Africa Policy Electronic Distribution List: an information service provided by AFRICA ACTION (incorporating the Africa Policy Information Center, The Africa Fund, and the American Committee on Africa). Find more information for action for Africa at http://www.africaaction.org

+++++++++++++++++++++Document Profile+++++++++++++++++++++

Region: Continent-Wide Issue Areas: +gender/women+ +political/rights+
+economy/development+

SUMMARY CONTENTS:

"NEPAD is better understood as being in the category of empty lip-service to principles of gender equality. In principle NEPAD is much in favour of equal rights for women, but in practice it proposes almost nothing in the form of action to realise these principles."

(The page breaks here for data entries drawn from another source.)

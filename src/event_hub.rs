//! Typed in-process pub/sub hub wiring collaborator event streams
//! (`NetEvent`, `WatchEvent`) to the sync engine and control surface.
//!
//! Publish takes a read snapshot of a topic's subscribers, releases the
//! lock, then invokes callbacks in descending-priority order — a slow or
//! re-entrant subscriber can never block `subscribe`/`publish` on another
//! topic, or even on this one.

use parking_lot::{Mutex, RwLock};
use std::any::Any;
use std::collections::HashMap;
use std::panic::{catch_unwind, AssertUnwindSafe};
use std::sync::atomic::{AtomicU64, Ordering};
use std::sync::Arc;

pub type EventPayload = Arc<dyn Any + Send + Sync>;
pub type EventCallback = Arc<dyn Fn(&EventPayload) + Send + Sync>;
pub type EventFilter = Arc<dyn Fn(&EventPayload) -> bool + Send + Sync>;

struct Subscription {
    callback: EventCallback,
    priority: i32,
    filter: Option<EventFilter>,
}

#[derive(Default)]
struct TopicMetrics {
    published: AtomicU64,
    filtered: AtomicU64,
    failed: AtomicU64,
}

#[derive(Debug, Clone, Copy, Default)]
pub struct MetricsSnapshot {
    pub published: u64,
    pub filtered: u64,
    pub failed: u64,
}

pub struct EventHub {
    subscribers: RwLock<HashMap<String, Vec<Subscription>>>,
    metrics: Mutex<HashMap<String, TopicMetrics>>,
}

impl EventHub {
    pub fn new() -> Self {
        Self {
            subscribers: RwLock::new(HashMap::new()),
            metrics: Mutex::new(HashMap::new()),
        }
    }

    /// Higher `priority` runs first; subscribers of equal priority run in
    /// subscription order.
    pub fn subscribe(
        &self,
        event_name: impl Into<String>,
        callback: EventCallback,
        priority: i32,
        filter: Option<EventFilter>,
    ) {
        let mut subs = self.subscribers.write();
        let topic = subs.entry(event_name.into()).or_default();
        topic.push(Subscription { callback, priority, filter });
        topic.sort_by(|a, b| b.priority.cmp(&a.priority));
    }

    pub fn publish(&self, event_name: &str, data: EventPayload) {
        let snapshot: Vec<EventCallback> = {
            let subs = self.subscribers.read();
            match subs.get(event_name) {
                None => Vec::new(),
                Some(topic) => {
                    let mut out = Vec::with_capacity(topic.len());
                    let mut filtered = 0u64;
                    for sub in topic {
                        match &sub.filter {
                            Some(f) if !f(&data) => filtered += 1,
                            _ => out.push(Arc::clone(&sub.callback)),
                        }
                    }
                    if filtered > 0 {
                        self.record(event_name, 0, filtered, 0);
                    }
                    out
                }
            }
        };

        let mut failed = 0u64;
        for callback in &snapshot {
            if catch_unwind(AssertUnwindSafe(|| callback(&data))).is_err() {
                failed += 1;
            }
        }
        self.record(event_name, 1, 0, failed);
    }

    /// Publishes events in order; each event is fully dispatched (including
    /// all of its subscribers) before the next one begins.
    pub fn publish_batch(&self, events: Vec<(String, EventPayload)>) {
        for (event_name, data) in events {
            self.publish(&event_name, data);
        }
    }

    fn record(&self, event_name: &str, published: u64, filtered: u64, failed: u64) {
        let mut metrics = self.metrics.lock();
        let entry = metrics.entry(event_name.to_string()).or_default();
        entry.published.fetch_add(published, Ordering::Relaxed);
        entry.filtered.fetch_add(filtered, Ordering::Relaxed);
        entry.failed.fetch_add(failed, Ordering::Relaxed);
    }

    pub fn metrics_snapshot(&self, event_name: &str) -> Option<MetricsSnapshot> {
        let metrics = self.metrics.lock();
        metrics.get(event_name).map(|m| MetricsSnapshot {
            published: m.published.load(Ordering::Relaxed),
            filtered: m.filtered.load(Ordering::Relaxed),
            failed: m.failed.load(Ordering::Relaxed),
        })
    }
}

impl Default for EventHub {
    fn default() -> Self {
        Self::new()
    }
}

This is the bottom-line conclusion from this paper by Sara Hlupekile Longwe (sararoy@zamnet.zm) on how women's gender issues (i.e. women's human rights) have been ignored in the framework for African development adopted by African countries under the acronym NEPAD (New Partnership for Africa's Development). The author is a feminist consultant and chairperson of the African Women's Development and Communications Network (FEMNET). Web: http://www.africaonline.co.ke/femnet

The paper was presented at an NGO-Forum, 14-16 October 2002, organised by the African Centre for Democracy and Human Rights Studies (ACDHRS), Banjul, The Gambia, in preparation for the 32nd Session of the African Commission on African Human and Peoples' Rights (ACAHPR), Banjul, 17-23 October 2002. The text was distributed by the author on the NEPAD-Forum discussion organized by FEMNET (http://lists.kabissa.org/mailman/listinfo/nepad-forum).

Because of the importance of this document, and the strong and clear critique it presents, we are reposting the full text, in two postings. The full text as a Word attachment is also available in the archive of the nepad-forum mailing list at the URL above.

+++++++++++++++++end profile++++++++++++++++++++++++++++++

NEPAD Reluctance to Address Gender Issues

Sara Hlupekile Longwe Feminist Consultant

11 October 2002

[continued from part 1]

Goals (under the NEPAD heading of Sustainable Development in the 21st Century).

Despite the fine expression of gender principles, NEPAD's expression of gender goals is very vague and lacking. There is an overall 'long term objective' to 'promote the role of women in all activities' , which is vague to the point of meaninglessness. There is a 'goal' to 'make progress towards gender equality and empowering women by eliminating gender disparities in the enrolment in primary and secondary education by 2005'.

This latter goal of 'gender equality and empowering women' is not merely a goal, but also includes the intervention strategy of more schooling for women. There is no explanation of how the intervention relates to the goal, let alone the relevance of this strategy in societies where women are up against barriers of legalized discrimination.

>From the earlier expression of fine principles, the goals have faded away to almost nothing, with no observable logical connection. Completely missing from the goals is any intention to increase women's representation in parliament, government and top decision making positions. This is despite clear commitments both in the African Platform (para. 105f) and in the Beijing Platform (para.182) which endorses the UN Economic and Social Council guideline of 30% women in top decision making positions

Intervention Strategies (to be found in the NEPAD sections on Conditions for Sustainable Development and Sectoral Priorities).

Here there is absolutely no gender element suggested in any of the three 'initiatives' on Peace and Security, Democracy and Political Governance or Economic and Corporate Governance. But since NEPAD identified no gender issues or goals in these areas, perhaps it is not surprising that NEPAD can now find no strategies since there are no issues to address, and no goals to pursue!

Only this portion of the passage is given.